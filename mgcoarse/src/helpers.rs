//! Seeded random fields, used as fixtures in tests and benchmarks.
use rand::{distributions::Uniform, prelude::Distribution, rngs::StdRng, SeedableRng};

use crate::{
    field::{CoarseClover, CoarseGauge, CoarseSpinor},
    lattice::LatticeInfo,
    traits::CoarseField,
};

fn fill_uniform<'a, F: CoarseField<'a>>(field: &mut F, seed: u64) {
    let mut rng = StdRng::seed_from_u64(seed);
    let between = Uniform::from(-1f32..1f32);
    for value in field.data_mut().iter_mut() {
        *value = between.sample(&mut rng);
    }
}

/// Spinor with components drawn uniformly from `[-1, 1)`.
///
/// # Arguments
/// * `info` - Geometry of the spinor.
/// * `seed` - Random seed.
pub fn spinor_fixture(info: &LatticeInfo, seed: u64) -> CoarseSpinor<'_> {
    let mut spinor = CoarseSpinor::new(info);
    fill_uniform(&mut spinor, seed);
    spinor
}

/// Gauge field with every link entry drawn uniformly from `[-1, 1)`.
///
/// # Arguments
/// * `info` - Geometry of the field.
/// * `seed` - Random seed.
pub fn gauge_fixture(info: &LatticeInfo, seed: u64) -> CoarseGauge<'_> {
    let mut gauge = CoarseGauge::new(info);
    fill_uniform(&mut gauge, seed);
    gauge
}

/// Clover field with every block entry drawn uniformly from `[-1, 1)`.
///
/// # Arguments
/// * `info` - Geometry of the field.
/// * `seed` - Random seed.
pub fn clover_fixture(info: &LatticeInfo, seed: u64) -> CoarseClover<'_> {
    let mut clover = CoarseClover::new(info);
    fill_uniform(&mut clover, seed);
    clover
}
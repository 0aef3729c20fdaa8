//! Instruction set selection for the dense kernels.
use pulp::WithSimd;

/// Instruction set the dense kernels are compiled for, detected once and passed by value.
#[derive(Clone, Copy, Debug)]
pub enum Isa {
    /// x86_64 with AVX2 and FMA.
    #[cfg(target_arch = "x86_64")]
    Avx(pulp::x86::V3),

    /// aarch64 with NEON and complex FMA.
    #[cfg(all(target_arch = "aarch64", target_feature = "neon"))]
    Neon(pulp::aarch64::NeonFcma),

    /// Portable scalar code.
    Default,
}

impl Isa {
    /// Detect the best available instruction set.
    #[allow(unreachable_code)]
    pub fn new() -> Self {
        #[cfg(all(target_arch = "aarch64", target_feature = "neon"))]
        {
            if let Some(neon_fcma) = pulp::aarch64::NeonFcma::try_new() {
                return Isa::Neon(neon_fcma);
            }
        }

        #[cfg(target_arch = "x86_64")]
        {
            if let Some(avx) = pulp::x86::V3::try_new() {
                return Isa::Avx(avx);
            }
        }

        Isa::Default
    }

    /// Run an operation with the target features of this instruction set enabled, so that the loops
    /// it inlines may be auto-vectorised for the detected hardware.
    #[inline(always)]
    pub fn vectorize<Op: WithSimd>(self, op: Op) -> Op::Output {
        match self {
            #[cfg(target_arch = "x86_64")]
            Isa::Avx(avx) => pulp::Simd::vectorize(avx, op),
            #[cfg(all(target_arch = "aarch64", target_feature = "neon"))]
            Isa::Neon(neon_fcma) => pulp::Simd::vectorize(neon_fcma, op),
            Isa::Default => op.with_simd(pulp::Scalar::new()),
        }
    }

    /// Target the kernels are compiled for. The kernels are plain loops, so this names the target
    /// features enabled for the compiler rather than explicit SIMD code.
    pub fn target_name(&self) -> &'static str {
        match self {
            #[cfg(target_arch = "x86_64")]
            Isa::Avx(_) => "x86-64-v3",
            #[cfg(all(target_arch = "aarch64", target_feature = "neon"))]
            Isa::Neon(_) => "neon-fcma",
            Isa::Default => "scalar",
        }
    }
}

impl Default for Isa {
    fn default() -> Self {
        Isa::new()
    }
}
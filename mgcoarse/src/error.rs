//! Error type for configuration failures.
use crate::lattice::IndexArray;

/// Errors raised while configuring lattices, aggregations and operators.
///
/// Every variant describes an invalid configuration detected at construction time.
/// Mismatched geometries passed to field operations are programming errors and panic instead.
#[derive(Debug, thiserror::Error)]
pub enum CoarseError {
    /// Lattice extents which cannot be checkerboarded.
    #[error("Invalid geometry: {0}")]
    InvalidGeometry(String),

    /// Block extents which do not divide the lattice extents.
    #[error("Block dimensions {block:?} do not divide lattice dimensions {lattice:?}")]
    IndivisibleBlocks {
        /// Lattice extents
        lattice: IndexArray,
        /// Block extents
        block: IndexArray,
    },

    /// Unusable thread team layout.
    #[error("Invalid thread layout: {0}")]
    InvalidThreadLayout(String),

    /// Failure to build the thread pool backing an operator.
    #[error("Thread pool: {0}")]
    ThreadPool(String),
}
+ + +
• TASK INSTRUCTIONS
Transcribe the data above so that every line matches exactly.

• RESPONSE TO THIS EXERCISE
filename mgcoarse/src/helpers.rs
//! Seeded random fields, used as fixtures in tests and benchmarks.
use rand::{distributions::Uniform, prelude::Distribution, rngs::StdRng, SeedableRng};

use crate::{
    field::{CoarseClover, CoarseGauge, CoarseSpinor},
    lattice::LatticeInfo,
    traits::CoarseField,
};

fn fill_uniform<'a, F: CoarseField<'a>>(field: &mut F, seed: u64) {
    let mut rng = StdRng::seed_from_u64(seed);
    let between = Uniform::from(-1f32..1f32);
    for value in field.data_mut().iter_mut() {
        *value = between.sample(&mut rng);
    }
}

/// Spinor with components drawn uniformly from `[-1, 1)`.
///
/// # Arguments
/// * `info` - Geometry of the spinor.
/// * `seed` - Random seed.
pub fn spinor_fixture(info: &LatticeInfo, seed: u64) -> CoarseSpinor<'_> {
    let mut spinor = CoarseSpinor::new(info);
    fill_uniform(&mut spinor, seed);
    spinor
}

/// Gauge field with every link entry drawn uniformly from `[-1, 1)`.
///
/// # Arguments
/// * `info` - Geometry of the field.
/// * `seed` - Random seed.
pub fn gauge_fixture(info: &LatticeInfo, seed: u64) -> CoarseGauge<'_> {
    let mut gauge = CoarseGauge::new(info);
    fill_uniform(&mut gauge, seed);
    gauge
}

/// Clover field with every block entry drawn uniformly from `[-1, 1)`.
///
/// # Arguments
/// * `info` - Geometry of the field.
/// * `seed` - Random seed.
pub fn clover_fixture(info: &LatticeInfo, seed: u64) -> CoarseClover<'_> {
    let mut clover = CoarseClover::new(info);
    fill_uniform(&mut clover, seed);
    clover
}
repository 0aef3729c20fdaa8
//! Instruction set selection for the dense kernels.
use pulp::WithSimd;

/// Instruction set the dense kernels are compiled for, detected once and passed by value.
#[derive(Clone, Copy, Debug)]
pub enum Isa {
    /// x86_64 with AVX2 and FMA.
    #[cfg(target_arch = "x86_64")]
    Avx(pulp::x86::V3),

    /// aarch64 with NEON and complex FMA.
    #[cfg(all(target_arch = "aarch64", target_feature = "neon"))]
    Neon(pulp::aarch64::NeonFcma),

    /// Portable scalar code.
    Default,
}

impl Isa {
    /// Detect the best available instruction set.
    #[allow(unreachable_code)]
    pub fn new() -> Self {
        #[cfg(all(target_arch = "aarch64", target_feature = "neon"))]
        {
            if let Some(neon_fcma) = pulp::aarch64::NeonFcma::try_new() {
                return Isa::Neon(neon_fcma);
            }
        }

        #[cfg(target_arch = "x86_64")]
        {
            if let Some(avx) = pulp::x86::V3::try_new() {
                return Isa::Avx(avx);
            }
        }

        Isa::Default
    }

    /// Run an operation with the target features of this instruction set enabled, so that the loops
    /// it inlines may be auto-vectorised for the detected hardware.
    #[inline(always)]
    pub fn vectorize<Op: WithSimd>(self, op: Op) -> Op::Output {
        match self {
            #[cfg(target_arch = "x86_64")]
            Isa::Avx(avx) => pulp::Simd::vectorize(avx, op),
            #[cfg(all(target_arch = "aarch64", target_feature = "neon"))]
            Isa::Neon(neon_fcma) => pulp::Simd::vectorize(neon_fcma, op),
            Isa::Default => op.with_simd(pulp::Scalar::new()),
        }
    }

    /// Target the kernels are compiled for. The kernels are plain loops, so this names the target
    /// features enabled for the compiler rather than explicit SIMD code.
    pub fn target_name(&self) -> &'static str {
        match self {
            #[cfg(target_arch = "x86_64")]
            Isa::Avx(_) => "x86-64-v3",
            #[cfg(all(target_arch = "aarch64", target_feature = "neon"))]
            Isa::Neon(_) => "neon-fcma",
            Isa::Default => "scalar",
        }
    }
}

impl Default for Isa {
    fn default() -> Self {
        Isa::new()
    }
}
filename mgcoarse/src/error.rs
//! Error type for configuration failures.
use crate::lattice::IndexArray;

/// Errors raised while configuring lattices, aggregations and operators.
///
/// Every variant describes an invalid configuration detected at construction time.
/// Mismatched geometries passed to field operations are programming errors and panic instead.
#[derive(Debug, thiserror::Error)]
pub enum CoarseError {
    /// Lattice extents which cannot be checkerboarded.
    #[error("Invalid geometry: {0}")]
    InvalidGeometry(String),

    /// Block extents which do not divide the lattice extents.
    #[error("Block dimensions {block:?} do not divide lattice dimensions {lattice:?}")]
    IndivisibleBlocks {
        /// Lattice extents
        lattice: IndexArray,
        /// Block extents
        block: IndexArray,
    },

    /// Unusable thread team layout.
    #[error("Invalid thread layout: {0}")]
    InvalidThreadLayout(String),

    /// Failure to build the thread pool backing an operator.
    #[error("Thread pool: {0}")]
    ThreadPool(String),
}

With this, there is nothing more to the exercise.